§ **Task description**
From the following material, work out how many lines include the string "DuplicateEmail"; respond with the number only.

§ **Records for this exercise**
━━━━━━━━━━

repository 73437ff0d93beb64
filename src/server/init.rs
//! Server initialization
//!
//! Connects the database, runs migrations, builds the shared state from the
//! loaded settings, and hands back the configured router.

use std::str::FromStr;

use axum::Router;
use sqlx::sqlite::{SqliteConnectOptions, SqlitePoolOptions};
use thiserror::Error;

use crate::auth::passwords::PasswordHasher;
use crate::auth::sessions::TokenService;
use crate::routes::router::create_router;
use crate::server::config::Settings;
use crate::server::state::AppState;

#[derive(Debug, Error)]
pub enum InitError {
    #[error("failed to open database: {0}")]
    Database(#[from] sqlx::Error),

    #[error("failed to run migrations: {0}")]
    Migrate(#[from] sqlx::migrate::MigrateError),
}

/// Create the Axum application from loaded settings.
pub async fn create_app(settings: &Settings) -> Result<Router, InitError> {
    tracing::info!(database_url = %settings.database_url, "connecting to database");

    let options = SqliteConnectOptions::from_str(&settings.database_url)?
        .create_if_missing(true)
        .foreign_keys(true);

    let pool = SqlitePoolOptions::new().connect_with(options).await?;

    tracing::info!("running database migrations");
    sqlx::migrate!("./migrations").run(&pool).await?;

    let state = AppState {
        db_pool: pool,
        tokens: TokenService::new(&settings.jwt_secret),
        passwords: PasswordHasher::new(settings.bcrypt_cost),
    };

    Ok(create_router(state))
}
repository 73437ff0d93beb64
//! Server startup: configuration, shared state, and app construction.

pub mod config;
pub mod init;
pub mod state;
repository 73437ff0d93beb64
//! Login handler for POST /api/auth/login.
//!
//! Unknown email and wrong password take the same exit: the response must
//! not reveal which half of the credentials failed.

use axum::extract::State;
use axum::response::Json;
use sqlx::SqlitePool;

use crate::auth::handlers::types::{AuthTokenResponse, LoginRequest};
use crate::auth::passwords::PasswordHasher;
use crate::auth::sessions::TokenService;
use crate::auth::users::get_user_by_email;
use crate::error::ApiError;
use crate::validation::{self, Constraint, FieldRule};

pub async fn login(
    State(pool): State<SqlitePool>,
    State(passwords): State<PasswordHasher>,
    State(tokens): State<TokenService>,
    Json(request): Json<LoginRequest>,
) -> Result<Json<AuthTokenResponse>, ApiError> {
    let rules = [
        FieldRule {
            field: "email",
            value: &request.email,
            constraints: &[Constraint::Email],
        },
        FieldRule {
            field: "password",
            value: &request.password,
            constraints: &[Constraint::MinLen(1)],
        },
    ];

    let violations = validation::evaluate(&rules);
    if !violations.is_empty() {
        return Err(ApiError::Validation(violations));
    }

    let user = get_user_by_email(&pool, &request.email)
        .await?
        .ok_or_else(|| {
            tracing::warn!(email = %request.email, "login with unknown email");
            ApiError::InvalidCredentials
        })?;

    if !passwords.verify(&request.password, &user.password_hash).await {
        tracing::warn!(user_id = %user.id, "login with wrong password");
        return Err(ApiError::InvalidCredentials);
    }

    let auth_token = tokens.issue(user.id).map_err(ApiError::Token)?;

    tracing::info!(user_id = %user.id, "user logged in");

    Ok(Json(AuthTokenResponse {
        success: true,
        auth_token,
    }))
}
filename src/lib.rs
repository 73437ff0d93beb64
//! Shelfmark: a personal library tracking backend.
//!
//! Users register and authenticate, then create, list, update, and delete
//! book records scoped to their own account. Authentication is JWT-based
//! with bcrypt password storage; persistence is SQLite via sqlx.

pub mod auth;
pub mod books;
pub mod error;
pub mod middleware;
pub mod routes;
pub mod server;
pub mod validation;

━━━━━━━━━━

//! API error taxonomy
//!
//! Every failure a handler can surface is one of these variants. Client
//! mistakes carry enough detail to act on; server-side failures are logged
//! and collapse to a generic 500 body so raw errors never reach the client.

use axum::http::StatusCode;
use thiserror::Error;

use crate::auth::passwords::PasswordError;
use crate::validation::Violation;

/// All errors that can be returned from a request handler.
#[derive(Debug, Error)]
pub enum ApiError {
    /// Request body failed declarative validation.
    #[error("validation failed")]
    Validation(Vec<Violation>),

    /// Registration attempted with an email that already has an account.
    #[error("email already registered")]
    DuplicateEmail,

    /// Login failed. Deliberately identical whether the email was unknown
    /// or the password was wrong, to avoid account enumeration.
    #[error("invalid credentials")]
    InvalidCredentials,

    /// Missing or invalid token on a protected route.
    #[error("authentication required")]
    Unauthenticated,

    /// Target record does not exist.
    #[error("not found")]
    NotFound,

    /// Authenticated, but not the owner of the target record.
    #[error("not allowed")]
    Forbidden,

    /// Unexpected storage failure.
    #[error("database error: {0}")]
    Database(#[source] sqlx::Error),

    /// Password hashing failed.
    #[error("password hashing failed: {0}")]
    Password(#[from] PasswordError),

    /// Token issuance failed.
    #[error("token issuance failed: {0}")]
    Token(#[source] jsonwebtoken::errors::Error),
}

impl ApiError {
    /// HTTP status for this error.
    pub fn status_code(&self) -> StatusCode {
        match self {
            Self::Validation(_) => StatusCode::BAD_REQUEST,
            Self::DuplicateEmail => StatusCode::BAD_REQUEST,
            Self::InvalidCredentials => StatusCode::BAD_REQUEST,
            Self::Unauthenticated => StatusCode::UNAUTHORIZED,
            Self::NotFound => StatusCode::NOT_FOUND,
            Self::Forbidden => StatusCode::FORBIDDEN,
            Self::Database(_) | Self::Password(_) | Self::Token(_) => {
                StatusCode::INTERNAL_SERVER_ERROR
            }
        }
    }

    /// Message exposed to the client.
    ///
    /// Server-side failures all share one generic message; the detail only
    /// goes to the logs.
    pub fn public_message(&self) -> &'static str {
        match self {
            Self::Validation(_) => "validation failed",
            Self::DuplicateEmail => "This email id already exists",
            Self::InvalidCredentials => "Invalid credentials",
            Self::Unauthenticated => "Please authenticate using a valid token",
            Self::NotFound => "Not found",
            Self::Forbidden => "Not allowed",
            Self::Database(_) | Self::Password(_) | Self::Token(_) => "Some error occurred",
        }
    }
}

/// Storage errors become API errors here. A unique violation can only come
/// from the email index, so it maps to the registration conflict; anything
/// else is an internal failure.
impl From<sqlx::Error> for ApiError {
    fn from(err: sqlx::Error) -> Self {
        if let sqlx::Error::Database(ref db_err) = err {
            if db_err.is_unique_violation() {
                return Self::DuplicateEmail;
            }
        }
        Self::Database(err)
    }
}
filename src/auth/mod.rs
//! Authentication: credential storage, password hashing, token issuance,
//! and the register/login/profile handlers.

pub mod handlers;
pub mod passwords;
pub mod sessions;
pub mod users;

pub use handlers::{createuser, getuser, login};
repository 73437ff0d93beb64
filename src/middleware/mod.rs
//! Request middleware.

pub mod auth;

━━━━━━━━━━

§ **Reply**
4